▶ **Task to carry out**: Give back the records in their entirety, exactly.
Material for the task START
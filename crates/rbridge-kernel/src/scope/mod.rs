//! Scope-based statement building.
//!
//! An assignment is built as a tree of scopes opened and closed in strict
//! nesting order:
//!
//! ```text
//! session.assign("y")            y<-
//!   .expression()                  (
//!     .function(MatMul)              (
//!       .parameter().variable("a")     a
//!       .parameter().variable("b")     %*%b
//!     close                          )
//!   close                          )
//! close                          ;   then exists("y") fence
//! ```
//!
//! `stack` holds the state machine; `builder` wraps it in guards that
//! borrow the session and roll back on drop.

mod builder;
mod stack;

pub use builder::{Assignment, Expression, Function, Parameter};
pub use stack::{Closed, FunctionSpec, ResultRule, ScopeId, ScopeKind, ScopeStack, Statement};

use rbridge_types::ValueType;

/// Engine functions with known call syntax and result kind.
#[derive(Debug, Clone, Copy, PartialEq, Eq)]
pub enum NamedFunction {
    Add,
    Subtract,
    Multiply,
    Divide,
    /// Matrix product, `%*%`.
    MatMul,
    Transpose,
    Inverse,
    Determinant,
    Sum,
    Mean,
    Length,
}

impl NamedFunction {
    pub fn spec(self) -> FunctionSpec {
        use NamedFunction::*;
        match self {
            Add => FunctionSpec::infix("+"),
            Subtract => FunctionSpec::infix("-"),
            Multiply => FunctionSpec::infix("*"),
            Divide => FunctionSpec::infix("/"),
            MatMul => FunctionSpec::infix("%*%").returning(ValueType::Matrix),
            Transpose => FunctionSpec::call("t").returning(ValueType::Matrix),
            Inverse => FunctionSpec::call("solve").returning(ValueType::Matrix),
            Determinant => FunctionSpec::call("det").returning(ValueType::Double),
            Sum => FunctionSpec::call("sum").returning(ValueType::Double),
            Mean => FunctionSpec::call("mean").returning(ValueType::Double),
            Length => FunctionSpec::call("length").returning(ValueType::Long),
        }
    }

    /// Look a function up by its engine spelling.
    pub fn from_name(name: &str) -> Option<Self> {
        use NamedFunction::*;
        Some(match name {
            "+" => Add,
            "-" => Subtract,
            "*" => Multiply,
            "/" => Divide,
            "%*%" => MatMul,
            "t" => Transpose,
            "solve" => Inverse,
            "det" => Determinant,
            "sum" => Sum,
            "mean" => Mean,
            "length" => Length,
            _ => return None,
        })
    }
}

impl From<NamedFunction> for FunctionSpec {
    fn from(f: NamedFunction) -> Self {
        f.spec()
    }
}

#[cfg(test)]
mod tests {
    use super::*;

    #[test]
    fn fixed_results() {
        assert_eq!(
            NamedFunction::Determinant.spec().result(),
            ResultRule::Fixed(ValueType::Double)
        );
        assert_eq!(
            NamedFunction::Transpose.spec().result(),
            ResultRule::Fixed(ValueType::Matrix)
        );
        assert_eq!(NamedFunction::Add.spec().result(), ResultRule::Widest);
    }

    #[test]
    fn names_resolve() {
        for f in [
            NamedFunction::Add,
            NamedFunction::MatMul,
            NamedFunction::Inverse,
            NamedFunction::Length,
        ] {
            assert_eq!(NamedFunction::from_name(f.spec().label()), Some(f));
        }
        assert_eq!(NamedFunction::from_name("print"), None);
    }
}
Material for the task END
▶ **Solution for this task**:
filename crates/rbridge-kernel/src/scope/mod.rs
//! Scope-based statement building.
//!
//! An assignment is built as a tree of scopes opened and closed in strict
//! nesting order:
//!
//! ```text
//! session.assign("y")            y<-
//!   .expression()                  (
//!     .function(MatMul)              (
//!       .parameter().variable("a")     a
//!       .parameter().variable("b")     %*%b
//!     close                          )
//!   close                          )
//! close                          ;   then exists("y") fence
//! ```
//!
//! `stack` holds the state machine; `builder` wraps it in guards that
//! borrow the session and roll back on drop.

mod builder;
mod stack;

pub use builder::{Assignment, Expression, Function, Parameter};
pub use stack::{Closed, FunctionSpec, ResultRule, ScopeId, ScopeKind, ScopeStack, Statement};

use rbridge_types::ValueType;

/// Engine functions with known call syntax and result kind.
#[derive(Debug, Clone, Copy, PartialEq, Eq)]
pub enum NamedFunction {
    Add,
    Subtract,
    Multiply,
    Divide,
    /// Matrix product, `%*%`.
    MatMul,
    Transpose,
    Inverse,
    Determinant,
    Sum,
    Mean,
    Length,
}

impl NamedFunction {
    pub fn spec(self) -> FunctionSpec {
        use NamedFunction::*;
        match self {
            Add => FunctionSpec::infix("+"),
            Subtract => FunctionSpec::infix("-"),
            Multiply => FunctionSpec::infix("*"),
            Divide => FunctionSpec::infix("/"),
            MatMul => FunctionSpec::infix("%*%").returning(ValueType::Matrix),
            Transpose => FunctionSpec::call("t").returning(ValueType::Matrix),
            Inverse => FunctionSpec::call("solve").returning(ValueType::Matrix),
            Determinant => FunctionSpec::call("det").returning(ValueType::Double),
            Sum => FunctionSpec::call("sum").returning(ValueType::Double),
            Mean => FunctionSpec::call("mean").returning(ValueType::Double),
            Length => FunctionSpec::call("length").returning(ValueType::Long),
        }
    }

    /// Look a function up by its engine spelling.
    pub fn from_name(name: &str) -> Option<Self> {
        use NamedFunction::*;
        Some(match name {
            "+" => Add,
            "-" => Subtract,
            "*" => Multiply,
            "/" => Divide,
            "%*%" => MatMul,
            "t" => Transpose,
            "solve" => Inverse,
            "det" => Determinant,
            "sum" => Sum,
            "mean" => Mean,
            "length" => Length,
            _ => return None,
        })
    }
}

impl From<NamedFunction> for FunctionSpec {
    fn from(f: NamedFunction) -> Self {
        f.spec()
    }
}

#[cfg(test)]
mod tests {
    use super::*;

    #[test]
    fn fixed_results() {
        assert_eq!(
            NamedFunction::Determinant.spec().result(),
            ResultRule::Fixed(ValueType::Double)
        );
        assert_eq!(
            NamedFunction::Transpose.spec().result(),
            ResultRule::Fixed(ValueType::Matrix)
        );
        assert_eq!(NamedFunction::Add.spec().result(), ResultRule::Widest);
    }

    #[test]
    fn names_resolve() {
        for f in [
            NamedFunction::Add,
            NamedFunction::MatMul,
            NamedFunction::Inverse,
            NamedFunction::Length,
        ] {
            assert_eq!(NamedFunction::from_name(f.spec().label()), Some(f));
        }
        assert_eq!(NamedFunction::from_name("print"), None);
    }
}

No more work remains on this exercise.